▸ **EXTRACTED INFORMATION**:

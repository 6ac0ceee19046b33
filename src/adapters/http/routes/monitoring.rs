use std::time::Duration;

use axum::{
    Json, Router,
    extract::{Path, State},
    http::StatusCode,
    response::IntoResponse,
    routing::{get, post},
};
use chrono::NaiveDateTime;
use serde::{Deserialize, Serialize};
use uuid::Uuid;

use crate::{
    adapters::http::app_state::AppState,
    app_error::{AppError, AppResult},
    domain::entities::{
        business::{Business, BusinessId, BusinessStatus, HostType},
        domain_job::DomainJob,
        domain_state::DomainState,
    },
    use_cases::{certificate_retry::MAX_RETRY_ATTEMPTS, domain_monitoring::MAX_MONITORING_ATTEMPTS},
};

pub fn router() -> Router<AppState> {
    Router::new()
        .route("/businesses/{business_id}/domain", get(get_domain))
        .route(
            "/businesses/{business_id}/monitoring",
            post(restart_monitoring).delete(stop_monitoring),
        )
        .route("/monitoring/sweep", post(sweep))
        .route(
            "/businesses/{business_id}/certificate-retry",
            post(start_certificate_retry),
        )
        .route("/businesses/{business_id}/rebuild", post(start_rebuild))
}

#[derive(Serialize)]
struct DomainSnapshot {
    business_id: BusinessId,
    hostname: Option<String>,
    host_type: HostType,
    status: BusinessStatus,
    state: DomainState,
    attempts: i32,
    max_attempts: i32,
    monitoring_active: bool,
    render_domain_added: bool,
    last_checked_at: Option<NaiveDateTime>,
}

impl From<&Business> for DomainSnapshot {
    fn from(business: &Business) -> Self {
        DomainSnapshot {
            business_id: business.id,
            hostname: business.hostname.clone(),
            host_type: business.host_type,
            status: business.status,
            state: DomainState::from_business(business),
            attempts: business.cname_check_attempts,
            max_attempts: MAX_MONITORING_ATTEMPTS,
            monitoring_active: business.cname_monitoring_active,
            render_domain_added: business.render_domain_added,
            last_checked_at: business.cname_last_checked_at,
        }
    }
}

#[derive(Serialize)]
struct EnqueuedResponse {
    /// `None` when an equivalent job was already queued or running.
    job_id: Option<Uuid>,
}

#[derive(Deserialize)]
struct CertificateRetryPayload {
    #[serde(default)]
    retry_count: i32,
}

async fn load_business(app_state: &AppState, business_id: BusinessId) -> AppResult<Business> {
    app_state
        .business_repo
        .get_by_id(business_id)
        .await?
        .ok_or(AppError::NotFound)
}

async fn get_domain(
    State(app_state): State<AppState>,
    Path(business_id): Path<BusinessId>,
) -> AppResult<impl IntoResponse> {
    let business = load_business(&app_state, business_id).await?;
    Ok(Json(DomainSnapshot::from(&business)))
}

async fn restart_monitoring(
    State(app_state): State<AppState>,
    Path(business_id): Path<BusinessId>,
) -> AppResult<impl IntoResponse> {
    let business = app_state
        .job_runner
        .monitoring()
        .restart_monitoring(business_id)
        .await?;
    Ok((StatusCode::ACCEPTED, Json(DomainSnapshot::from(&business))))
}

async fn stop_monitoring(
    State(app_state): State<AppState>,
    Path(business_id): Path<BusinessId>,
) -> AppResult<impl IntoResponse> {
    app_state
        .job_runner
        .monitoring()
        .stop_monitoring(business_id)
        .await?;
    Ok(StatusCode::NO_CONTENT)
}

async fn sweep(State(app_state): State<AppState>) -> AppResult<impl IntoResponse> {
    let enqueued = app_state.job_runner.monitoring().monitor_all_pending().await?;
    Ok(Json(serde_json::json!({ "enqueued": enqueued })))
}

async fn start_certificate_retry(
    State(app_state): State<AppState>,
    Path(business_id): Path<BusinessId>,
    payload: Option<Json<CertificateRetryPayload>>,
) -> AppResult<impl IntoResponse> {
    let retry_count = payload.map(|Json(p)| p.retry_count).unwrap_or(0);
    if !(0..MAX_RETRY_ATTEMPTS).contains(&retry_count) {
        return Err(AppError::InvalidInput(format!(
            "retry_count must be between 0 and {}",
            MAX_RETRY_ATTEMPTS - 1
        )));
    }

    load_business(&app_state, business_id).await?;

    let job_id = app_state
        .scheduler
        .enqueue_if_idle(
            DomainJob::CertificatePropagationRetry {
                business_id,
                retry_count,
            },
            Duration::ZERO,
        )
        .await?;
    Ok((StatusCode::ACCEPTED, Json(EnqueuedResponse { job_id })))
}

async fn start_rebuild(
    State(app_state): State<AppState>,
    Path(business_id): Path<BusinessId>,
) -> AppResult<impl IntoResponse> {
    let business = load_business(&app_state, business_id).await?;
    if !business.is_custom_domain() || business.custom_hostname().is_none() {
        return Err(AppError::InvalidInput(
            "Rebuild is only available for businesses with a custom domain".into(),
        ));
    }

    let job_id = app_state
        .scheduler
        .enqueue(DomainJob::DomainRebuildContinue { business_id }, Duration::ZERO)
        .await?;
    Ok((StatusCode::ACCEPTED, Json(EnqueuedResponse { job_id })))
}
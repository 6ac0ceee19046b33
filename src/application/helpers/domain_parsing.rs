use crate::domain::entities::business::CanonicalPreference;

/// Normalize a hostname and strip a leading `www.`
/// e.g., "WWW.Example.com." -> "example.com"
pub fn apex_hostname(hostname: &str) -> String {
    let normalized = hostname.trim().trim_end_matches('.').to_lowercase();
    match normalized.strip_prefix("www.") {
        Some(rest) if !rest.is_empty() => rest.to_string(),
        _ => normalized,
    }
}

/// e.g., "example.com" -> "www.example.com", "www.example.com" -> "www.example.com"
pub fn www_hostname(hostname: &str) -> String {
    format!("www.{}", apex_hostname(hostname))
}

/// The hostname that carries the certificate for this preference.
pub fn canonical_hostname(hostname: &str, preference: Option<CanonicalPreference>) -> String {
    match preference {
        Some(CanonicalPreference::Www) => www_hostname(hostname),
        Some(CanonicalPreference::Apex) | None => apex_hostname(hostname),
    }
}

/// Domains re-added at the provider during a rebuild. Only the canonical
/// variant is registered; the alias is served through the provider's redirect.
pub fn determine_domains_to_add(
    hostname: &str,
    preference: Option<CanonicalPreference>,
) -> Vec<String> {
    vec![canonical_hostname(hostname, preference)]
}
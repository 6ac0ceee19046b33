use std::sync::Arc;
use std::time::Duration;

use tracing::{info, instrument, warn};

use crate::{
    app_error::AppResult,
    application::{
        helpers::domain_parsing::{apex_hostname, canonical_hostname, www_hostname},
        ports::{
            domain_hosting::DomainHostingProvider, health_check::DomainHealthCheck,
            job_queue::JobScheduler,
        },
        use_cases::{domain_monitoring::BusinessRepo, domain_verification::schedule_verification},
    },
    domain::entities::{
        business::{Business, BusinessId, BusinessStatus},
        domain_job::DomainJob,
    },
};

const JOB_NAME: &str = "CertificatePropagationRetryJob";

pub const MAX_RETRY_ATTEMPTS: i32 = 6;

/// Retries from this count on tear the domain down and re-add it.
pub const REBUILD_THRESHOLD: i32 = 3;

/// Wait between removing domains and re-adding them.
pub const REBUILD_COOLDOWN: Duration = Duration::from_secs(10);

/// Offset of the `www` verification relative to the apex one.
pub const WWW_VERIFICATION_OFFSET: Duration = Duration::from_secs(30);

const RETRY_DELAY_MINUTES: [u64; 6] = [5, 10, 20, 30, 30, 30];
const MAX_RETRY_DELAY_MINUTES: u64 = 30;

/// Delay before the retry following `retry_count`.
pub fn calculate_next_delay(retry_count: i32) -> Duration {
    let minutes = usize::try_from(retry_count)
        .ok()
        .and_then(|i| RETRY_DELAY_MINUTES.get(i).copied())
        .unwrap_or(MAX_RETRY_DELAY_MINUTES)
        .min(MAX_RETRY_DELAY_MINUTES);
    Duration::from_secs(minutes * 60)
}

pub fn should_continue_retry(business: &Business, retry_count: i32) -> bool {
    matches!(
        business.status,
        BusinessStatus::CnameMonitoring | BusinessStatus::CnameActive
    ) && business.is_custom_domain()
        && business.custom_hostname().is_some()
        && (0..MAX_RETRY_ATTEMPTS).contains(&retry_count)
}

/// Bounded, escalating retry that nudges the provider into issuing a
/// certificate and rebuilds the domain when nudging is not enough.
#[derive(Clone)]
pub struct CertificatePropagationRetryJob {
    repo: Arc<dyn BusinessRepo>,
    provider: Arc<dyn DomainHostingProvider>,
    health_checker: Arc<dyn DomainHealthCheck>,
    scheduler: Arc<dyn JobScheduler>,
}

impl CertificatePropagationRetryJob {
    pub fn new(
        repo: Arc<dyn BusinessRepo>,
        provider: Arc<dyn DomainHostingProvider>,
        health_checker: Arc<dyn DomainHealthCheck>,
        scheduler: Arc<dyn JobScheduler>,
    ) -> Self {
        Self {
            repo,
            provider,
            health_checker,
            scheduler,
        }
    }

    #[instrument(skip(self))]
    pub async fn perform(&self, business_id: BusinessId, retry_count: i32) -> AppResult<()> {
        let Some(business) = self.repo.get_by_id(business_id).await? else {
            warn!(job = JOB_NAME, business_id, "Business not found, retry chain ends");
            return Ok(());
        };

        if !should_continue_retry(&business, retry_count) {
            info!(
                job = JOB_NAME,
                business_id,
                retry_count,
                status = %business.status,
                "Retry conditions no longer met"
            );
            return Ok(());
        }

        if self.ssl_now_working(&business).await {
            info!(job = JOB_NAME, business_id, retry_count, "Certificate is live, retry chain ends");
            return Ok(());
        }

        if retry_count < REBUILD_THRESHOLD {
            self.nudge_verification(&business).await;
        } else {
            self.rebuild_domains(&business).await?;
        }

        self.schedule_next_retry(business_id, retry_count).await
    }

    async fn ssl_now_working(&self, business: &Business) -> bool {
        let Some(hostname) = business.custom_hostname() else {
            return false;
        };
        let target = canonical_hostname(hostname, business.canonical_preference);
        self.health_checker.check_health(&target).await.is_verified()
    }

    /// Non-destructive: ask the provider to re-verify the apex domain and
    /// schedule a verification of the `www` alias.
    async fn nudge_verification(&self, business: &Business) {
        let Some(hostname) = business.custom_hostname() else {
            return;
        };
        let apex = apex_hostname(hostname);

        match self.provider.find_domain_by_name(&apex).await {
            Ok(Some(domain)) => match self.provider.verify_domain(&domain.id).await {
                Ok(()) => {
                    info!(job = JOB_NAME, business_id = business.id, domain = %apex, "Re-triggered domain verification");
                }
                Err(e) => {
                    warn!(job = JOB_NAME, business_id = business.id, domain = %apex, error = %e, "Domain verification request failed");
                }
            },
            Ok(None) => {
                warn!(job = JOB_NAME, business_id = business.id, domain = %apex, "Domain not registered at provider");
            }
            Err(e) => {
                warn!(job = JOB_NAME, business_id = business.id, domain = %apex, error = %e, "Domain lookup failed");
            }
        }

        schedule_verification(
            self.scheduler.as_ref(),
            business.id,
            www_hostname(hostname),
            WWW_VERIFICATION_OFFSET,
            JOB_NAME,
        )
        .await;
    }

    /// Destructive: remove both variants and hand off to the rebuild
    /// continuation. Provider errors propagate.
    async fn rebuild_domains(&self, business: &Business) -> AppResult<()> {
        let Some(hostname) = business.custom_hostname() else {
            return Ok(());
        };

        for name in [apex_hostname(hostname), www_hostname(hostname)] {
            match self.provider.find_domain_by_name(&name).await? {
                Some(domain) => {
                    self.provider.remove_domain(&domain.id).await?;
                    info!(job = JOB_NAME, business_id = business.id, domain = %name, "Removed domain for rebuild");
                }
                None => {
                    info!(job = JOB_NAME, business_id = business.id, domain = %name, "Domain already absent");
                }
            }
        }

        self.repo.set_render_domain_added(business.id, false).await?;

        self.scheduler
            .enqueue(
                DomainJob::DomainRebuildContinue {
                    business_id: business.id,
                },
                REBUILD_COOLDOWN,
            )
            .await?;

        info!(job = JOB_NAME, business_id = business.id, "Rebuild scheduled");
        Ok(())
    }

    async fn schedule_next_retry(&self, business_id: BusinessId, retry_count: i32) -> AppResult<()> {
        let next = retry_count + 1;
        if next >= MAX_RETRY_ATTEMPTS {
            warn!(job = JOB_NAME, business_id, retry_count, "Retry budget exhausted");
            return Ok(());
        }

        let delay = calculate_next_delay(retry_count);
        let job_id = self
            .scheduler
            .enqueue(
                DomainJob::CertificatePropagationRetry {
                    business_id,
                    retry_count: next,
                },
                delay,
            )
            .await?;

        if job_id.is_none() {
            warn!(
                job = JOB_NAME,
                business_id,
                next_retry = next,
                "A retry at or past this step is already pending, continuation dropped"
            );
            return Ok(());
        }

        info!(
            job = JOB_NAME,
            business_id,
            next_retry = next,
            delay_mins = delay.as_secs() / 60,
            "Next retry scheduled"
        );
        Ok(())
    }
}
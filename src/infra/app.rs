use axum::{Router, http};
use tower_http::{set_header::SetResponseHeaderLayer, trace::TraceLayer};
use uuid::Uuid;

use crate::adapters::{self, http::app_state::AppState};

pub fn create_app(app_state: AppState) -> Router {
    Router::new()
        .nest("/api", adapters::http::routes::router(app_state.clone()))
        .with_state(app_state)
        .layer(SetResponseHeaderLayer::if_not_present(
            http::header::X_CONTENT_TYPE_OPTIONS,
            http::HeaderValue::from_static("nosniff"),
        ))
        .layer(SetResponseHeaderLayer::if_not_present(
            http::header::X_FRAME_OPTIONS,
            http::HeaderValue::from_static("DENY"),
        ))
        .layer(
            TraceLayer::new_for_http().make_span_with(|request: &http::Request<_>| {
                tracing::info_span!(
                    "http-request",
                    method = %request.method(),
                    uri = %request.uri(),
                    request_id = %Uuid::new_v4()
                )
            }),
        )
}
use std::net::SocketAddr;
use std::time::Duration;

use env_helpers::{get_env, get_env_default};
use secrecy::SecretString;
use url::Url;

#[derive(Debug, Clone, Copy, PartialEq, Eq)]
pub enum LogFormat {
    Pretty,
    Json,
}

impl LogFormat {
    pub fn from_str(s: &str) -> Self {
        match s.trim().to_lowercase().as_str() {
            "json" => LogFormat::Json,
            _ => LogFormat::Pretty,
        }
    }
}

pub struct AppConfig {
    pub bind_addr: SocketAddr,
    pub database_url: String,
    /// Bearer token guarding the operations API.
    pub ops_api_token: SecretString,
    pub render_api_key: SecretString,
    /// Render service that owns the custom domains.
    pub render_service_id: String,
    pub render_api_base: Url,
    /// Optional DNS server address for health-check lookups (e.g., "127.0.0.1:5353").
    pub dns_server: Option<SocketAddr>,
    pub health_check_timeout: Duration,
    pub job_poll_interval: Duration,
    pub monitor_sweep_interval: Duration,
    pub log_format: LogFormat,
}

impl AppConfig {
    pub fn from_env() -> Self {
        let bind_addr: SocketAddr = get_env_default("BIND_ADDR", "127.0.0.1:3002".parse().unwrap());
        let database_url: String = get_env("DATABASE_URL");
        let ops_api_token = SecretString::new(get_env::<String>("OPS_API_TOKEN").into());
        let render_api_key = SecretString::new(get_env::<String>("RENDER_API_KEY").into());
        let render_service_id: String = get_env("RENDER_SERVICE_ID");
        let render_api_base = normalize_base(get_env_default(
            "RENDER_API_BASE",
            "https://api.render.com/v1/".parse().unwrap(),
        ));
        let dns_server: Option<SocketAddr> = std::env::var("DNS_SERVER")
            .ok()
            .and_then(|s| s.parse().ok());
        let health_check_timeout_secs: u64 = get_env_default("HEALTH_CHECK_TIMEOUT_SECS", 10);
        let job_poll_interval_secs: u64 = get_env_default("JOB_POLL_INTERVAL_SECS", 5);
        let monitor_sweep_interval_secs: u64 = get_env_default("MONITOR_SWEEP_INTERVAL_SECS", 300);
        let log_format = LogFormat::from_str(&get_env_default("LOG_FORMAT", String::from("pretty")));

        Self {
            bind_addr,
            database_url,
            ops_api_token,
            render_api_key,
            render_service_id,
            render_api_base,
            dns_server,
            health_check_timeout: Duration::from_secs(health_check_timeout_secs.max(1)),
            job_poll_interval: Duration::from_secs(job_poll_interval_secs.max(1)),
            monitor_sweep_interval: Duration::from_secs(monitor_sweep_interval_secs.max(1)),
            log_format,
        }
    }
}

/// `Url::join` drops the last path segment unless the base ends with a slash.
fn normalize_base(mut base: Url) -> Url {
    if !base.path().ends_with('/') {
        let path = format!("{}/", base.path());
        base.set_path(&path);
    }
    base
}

▸ **PROBLEM DESCRIPTION**: Among the lines of the listing above, count those that include the string "routes" and give that total alone.

▸ **RESPONSE FOR THIS EXERCISE**: 2